| ABOUT THIS TASK |
Lines in the listing below containing the string "trace" are to be identified and copied.

Start of DATASET EXCERPTS

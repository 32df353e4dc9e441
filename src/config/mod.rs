/// Configuration system for routescope.
///
/// Provides a layered configuration hierarchy:
///
/// 1. **Built-in defaults**: [`schema::ConsoleConfig::default()`]
/// 2. **User global config**: `~/.routescope/config.toml`
/// 3. **Project local config**: `.routescope.toml` in the current directory
/// 4. **Environment variables**: `ROUTESCOPE_*` overrides (highest precedence)
///
/// Later layers override earlier ones at the key level: the TOML layers are
/// merged as value trees before deserialization, so a project file that
/// only sets `router.base_url` keeps the global file's timeouts.
pub mod schema;

use std::fs;
use std::path::PathBuf;

use anyhow::{Context, Result};

pub use schema::ConsoleConfig;

// ---------------------------------------------------------------------------
// Config loading
// ---------------------------------------------------------------------------

/// Load the fully resolved console configuration.
pub fn load() -> ConsoleConfig {
    let layers = [global_config_path(), project_config_path()];
    let mut config = resolve_layers(layers.into_iter().filter_map(load_toml_value));
    apply_env_overrides(&mut config, |key| std::env::var(key).ok());
    config
}

/// Read a TOML file into a raw value tree.
///
/// Missing or malformed files are skipped; the console must still start
/// against a router with nothing but defaults.
fn load_toml_value(path: Option<PathBuf>) -> Option<toml::Value> {
    let path = path?;
    let content = fs::read_to_string(&path).ok()?;
    match toml::from_str::<toml::Value>(&content) {
        Ok(value) => Some(value),
        Err(e) => {
            tracing::debug!(path = %path.display(), error = %e, "ignoring malformed config file");
            None
        }
    }
}

/// Fold TOML layers over the defaults and deserialize the result.
///
/// A layer whose values do not fit the schema is skipped as a whole; the
/// layers before and after it still apply.
fn resolve_layers(layers: impl IntoIterator<Item = toml::Value>) -> ConsoleConfig {
    let mut merged = toml::Value::Table(toml::map::Map::new());
    for layer in layers {
        let mut candidate = merged.clone();
        merge_values(&mut candidate, layer);
        match candidate.clone().try_into::<ConsoleConfig>() {
            Ok(_) => merged = candidate,
            Err(e) => tracing::debug!(error = %e, "ignoring config layer with invalid values"),
        }
    }
    merged.try_into().unwrap_or_default()
}

/// Deep-merge `overlay` into `base`: tables merge key by key, any other
/// value replaces what was there.
fn merge_values(base: &mut toml::Value, overlay: toml::Value) {
    match (base, overlay) {
        (toml::Value::Table(base_table), toml::Value::Table(overlay_table)) => {
            for (key, value) in overlay_table {
                match base_table.get_mut(&key) {
                    Some(existing) => merge_values(existing, value),
                    None => {
                        base_table.insert(key, value);
                    }
                }
            }
        }
        (slot, value) => *slot = value,
    }
}

// ---------------------------------------------------------------------------
// File paths
// ---------------------------------------------------------------------------

/// Path to the user global config: `~/.routescope/config.toml`.
fn global_config_path() -> Option<PathBuf> {
    dirs::home_dir().map(|home| home.join(".routescope").join("config.toml"))
}

/// Path to the project local config: `.routescope.toml` in the current directory.
fn project_config_path() -> Option<PathBuf> {
    std::env::current_dir()
        .ok()
        .map(|cwd| cwd.join(".routescope.toml"))
}

pub fn global_config_file() -> Option<PathBuf> {
    global_config_path()
}

pub fn project_config_file() -> Option<PathBuf> {
    project_config_path()
}

// ---------------------------------------------------------------------------
// Environment variable overrides
// ---------------------------------------------------------------------------

/// Apply environment variable overrides (highest precedence layer).
///
/// Supported variables:
/// - `ROUTESCOPE_URL`: router base URL
/// - `ROUTESCOPE_MODEL`: declared target model for trace sessions
/// - `ROUTESCOPE_POLL_MS`: stats poll period
/// - `ROUTESCOPE_LOG`: default log filter
///
/// `lookup` is injected so tests never touch process-wide state.
fn apply_env_overrides(config: &mut ConsoleConfig, lookup: impl Fn(&str) -> Option<String>) {
    if let Some(val) = lookup("ROUTESCOPE_URL")
        && !val.is_empty()
    {
        config.router.base_url = val;
    }
    if let Some(val) = lookup("ROUTESCOPE_MODEL")
        && !val.is_empty()
    {
        config.trace.declared_model = val;
    }
    if let Some(val) = lookup("ROUTESCOPE_POLL_MS")
        && let Ok(ms) = val.parse::<u64>()
    {
        config.poller.interval_ms = ms;
    }
    if let Some(val) = lookup("ROUTESCOPE_LOG")
        && !val.is_empty()
    {
        config.logging.level = val;
    }
}

/// Check if a string value represents a truthy boolean.
fn is_truthy(val: &str) -> bool {
    matches!(
        val.to_ascii_lowercase().as_str(),
        "1" | "true" | "yes" | "on"
    )
}

// ---------------------------------------------------------------------------
// Config init / set / reset
// ---------------------------------------------------------------------------

/// Write the default annotated config to `~/.routescope/config.toml`.
///
/// Returns an error if the file already exists (use `force = true` to
/// overwrite).
pub fn init_config(force: bool) -> Result<PathBuf> {
    let path = global_config_path().context("could not determine home directory")?;

    if path.exists() && !force {
        anyhow::bail!(
            "config file already exists at {}. Use --force to overwrite.",
            path.display()
        );
    }

    if let Some(parent) = path.parent() {
        fs::create_dir_all(parent).context("failed to create ~/.routescope/ directory")?;
    }

    fs::write(&path, ConsoleConfig::default_toml()).context("failed to write config file")?;

    Ok(path)
}

/// Set a single config key in the global config file.
///
/// Supports dotted keys like `router.base_url`. The key must exist in the
/// schema; the value is parsed according to the type of the current value.
pub fn set_config_value(key: &str, value: &str) -> Result<()> {
    let path = global_config_path().context("could not determine home directory")?;

    let content = if path.exists() {
        fs::read_to_string(&path).context("failed to read config file")?
    } else {
        toml::to_string_pretty(&ConsoleConfig::default())
            .context("failed to serialize default config")?
    };

    let mut root: toml::Value =
        toml::from_str(&content).context("failed to parse config as TOML value")?;
    set_toml_value(&mut root, key, value)?;

    // Refuse to write a file the loader would then discard.
    let _: ConsoleConfig = root
        .clone()
        .try_into()
        .with_context(|| format!("'{value}' is not a valid value for '{key}'"))?;

    let output = toml::to_string_pretty(&root).context("failed to serialize updated config")?;
    if let Some(parent) = path.parent() {
        fs::create_dir_all(parent).context("failed to create config directory")?;
    }
    fs::write(&path, output).context("failed to write config file")?;

    Ok(())
}

/// Keys that are absent from a serialized config until first set.
const OPTIONAL_KEYS: &[&str] = &["logging.file"];

/// Set a value in a TOML value tree using a dotted key path.
fn set_toml_value(root: &mut toml::Value, key: &str, raw_value: &str) -> Result<()> {
    let parts: Vec<&str> = key.split('.').filter(|p| !p.is_empty()).collect();
    let Some((leaf, sections)) = parts.split_last() else {
        anyhow::bail!("empty config key");
    };

    let mut current = root;
    for &part in sections {
        current = current
            .get_mut(part)
            .with_context(|| format!("config key not found: section '{part}' in '{key}'"))?;
    }

    let table = current
        .as_table_mut()
        .with_context(|| format!("expected a table above '{key}'"))?;

    let new_value = match table.get(*leaf) {
        Some(toml::Value::Boolean(_)) => toml::Value::Boolean(is_truthy(raw_value)),
        Some(toml::Value::Integer(_)) => {
            let n: i64 = raw_value
                .parse()
                .with_context(|| format!("expected integer for '{key}', got '{raw_value}'"))?;
            toml::Value::Integer(n)
        }
        Some(toml::Value::Float(_)) => {
            let f: f64 = raw_value
                .parse()
                .with_context(|| format!("expected float for '{key}', got '{raw_value}'"))?;
            toml::Value::Float(f)
        }
        Some(_) => toml::Value::String(raw_value.to_string()),
        None if OPTIONAL_KEYS.contains(&key) => toml::Value::String(raw_value.to_string()),
        None => anyhow::bail!("unknown config key: {key}"),
    };

    table.insert((*leaf).to_string(), new_value);
    Ok(())
}

/// Reset the global config to defaults (overwrite the file).
pub fn reset_config() -> Result<PathBuf> {
    init_config(true)
}

/// Show the effective (fully resolved) config as TOML.
pub fn show_effective_config() -> Result<String> {
    let config = load();
    toml::to_string_pretty(&config).context("failed to serialize effective config")
}

// ---------------------------------------------------------------------------
// Tests
// ---------------------------------------------------------------------------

End of DATASET EXCERPTS

| ANSWER AREA |
/// - `ROUTESCOPE_MODEL`: declared target model for trace sessions
        config.trace.declared_model = val;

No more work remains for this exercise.